On 28 April 2015 i.e. 6 days late, Beck submitted a document described as “Interim Application for Payment No 18”. The CA issued Interim Certificate No 18, one day late, on 6 May 2015.
Beck did not submit an interim application during May 2015 but at 00.03 am 4 June 2015 - i.e. one day late - the CA issued Interim Certificate No 19 certifying a payment to Beck of £18,893.53. On 17 June 2015, Henia issued a payless notice stating that Beck’s entitlement was nil.
Beck contended that the document submitted on 28 April 2015 comprised a valid interim application relating to the 29 May 2015 due date and that because the CA’s Interim Certificate was late, this meant that the amount claimed on 28 April was now due.
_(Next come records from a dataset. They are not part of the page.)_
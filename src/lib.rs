//! launchshop - Terminal Storefront Library
//!
//! A launch-countdown storefront with a persistent cart that hands orders
//! off to a WhatsApp deep link.

pub mod domain;
pub mod application;
pub mod infrastructure;
pub mod presentation;

pub use domain::*;
pub use application::*;
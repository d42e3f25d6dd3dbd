//! Presentation layer handling terminal UI and user input.
//!
//! This module manages the terminal user interface using ratatui,
//! handles keyboard input, and renders the storefront and cart drawer.

pub mod ui;
pub mod input;

pub use ui::*;
pub use input::*;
Beck further argued that the payess notice issued by Henia on 17 June was invalid on grounds that in such a notice Henia could only apply cross-claims like liquidated damages and not otherwise challenge the CA’s valuation.
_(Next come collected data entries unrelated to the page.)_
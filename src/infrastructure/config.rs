use crate::domain::{OrderComposer, Product, ShopError, ShopResult};
use serde::Deserialize;
use std::fs;
use std::io::ErrorKind;
use std::path::Path;

/// Storefront settings read from a TOML file.
///
/// Every field has a default, so an empty or missing file gives a working
/// shop.
#[derive(Debug, Clone, PartialEq, Deserialize)]
#[serde(default)]
pub struct ShopConfig {
    pub shop_name: String,
    /// Messaging recipient in international format without the plus sign.
    pub whatsapp_number: String,
    pub instagram_url: String,
    pub currency_symbol: String,
    pub storage_key: String,
    pub products: Vec<Product>,
}

impl Default for ShopConfig {
    fn default() -> Self {
        Self {
            shop_name: "WildNest".to_string(),
            whatsapp_number: "917295857885".to_string(),
            instagram_url: "https://www.instagram.com/wildnnest/".to_string(),
            currency_symbol: "₹".to_string(),
            storage_key: "wildnest_cart_v1".to_string(),
            products: vec![
                Product {
                    id: "wild-001".to_string(),
                    name: "Wild Tee".to_string(),
                    price: 799.0,
                    description: "Heavyweight cotton tee".to_string(),
                },
                Product {
                    id: "wild-002".to_string(),
                    name: "Nest Hoodie".to_string(),
                    price: 1499.0,
                    description: "Brushed fleece hoodie".to_string(),
                },
            ],
        }
    }
}

impl ShopConfig {
    pub fn from_toml(raw: &str) -> ShopResult<Self> {
        let config: Self = toml::from_str(raw)?;
        config.validate()?;
        Ok(config)
    }

    /// Catalog prices must be finite and non-negative, product ids unique.
    fn validate(&self) -> ShopResult<()> {
        for (index, product) in self.products.iter().enumerate() {
            if !product.price.is_finite() || product.price < 0.0 {
                return Err(ShopError::InvalidConfig(format!(
                    "product {:?} has invalid price {}",
                    product.id, product.price
                )));
            }
            if self.products[..index].iter().any(|p| p.id == product.id) {
                return Err(ShopError::InvalidConfig(format!(
                    "duplicate product id {:?}",
                    product.id
                )));
            }
        }
        Ok(())
    }

    /// Reads `path`, falling back to defaults when the file does not exist.
    pub fn load(path: &Path) -> ShopResult<Self> {
        match fs::read_to_string(path) {
            Ok(raw) => Self::from_toml(&raw),
            Err(e) if e.kind() == ErrorKind::NotFound => Ok(Self::default()),
            Err(e) => Err(e.into()),
        }
    }

    pub fn composer(&self) -> OrderComposer {
        OrderComposer::new(&self.shop_name, &self.whatsapp_number, &self.currency_symbol)
    }
}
In Part 8 proceedings for declaratory relief commenced by Henia the issues before the Court were:
1) Was Beck’s 28 April 2015 document a valid interim application in respect of the 29 May 2015 due date?
2) Was Henia’s notice dated 17 June 2015 an effective payless notice?
3) Would a failure by the CA to make a decision in respect of an application for an extension of time prevent Henia from claiming liquidated damages?
Regarding the first issue the judge found that Beck’s 28 April 2015 document could not be an treated as a valid interim application in relation to the 29 May 2015 due date where:
(i) There was a relevant due date on 29 April 2015, which would have been the 18th relevant due date under the contract
(ii) There was nothing in the 28 April document that suggested a due date of 29 May 2015. For example, the document stated that the works were valued up to 30 April 2015 meaning that if it concerned the 29 May due date, Beck were not anticipating doing any work of value during May 2015, which was unlikely
(iii) There was no indication in the 28 April document to suggest that the 29 April due date had been missed and that the document was intended to relate to the 29 May due date
(iv) The 28 April document was not in substance, form and intent an interim application relating to the 29 May 2015 due date.
While acknowledging that the second issue was superfluous if the 28 April document did not relate to the 29 May 2015 due date, the judge decided that there was nothing in the contract to prohibit the employer from challenging a valuation certified by the CA.
On the third issue the judge found that any failure by the CA to operate the extension of time provisions would not give rise to a condition precedent debarring Henia from claiming liquidated damages. Any potential short term unfairness to Beck could be resolved through the relevant contractual dispute resolution mechanisms. The judge stressed that this finding was obiter where prior to judgment being handed down, in adjudication proceedings commenced by Beck, the adjudicator had decided that no valid application for an extension of time had been submitted.
In order for there to be no question as to the validity of an interim application for payment, it needs to be clear and unambiguous. This is particularly important given the serious consequences that follow from such a document. Where the contract makes the payment application cycle timings clear, doubt will arise if the sequence is not followed, absent any qualifying explanations.
This judgment also confirms the principle that the HGCRA (as amended) does not prohibit an employer from challenging an amount previously certified by the CA and providing its own valuation as part of a payless notice, albeit that this principle will be subject to specific contract terms.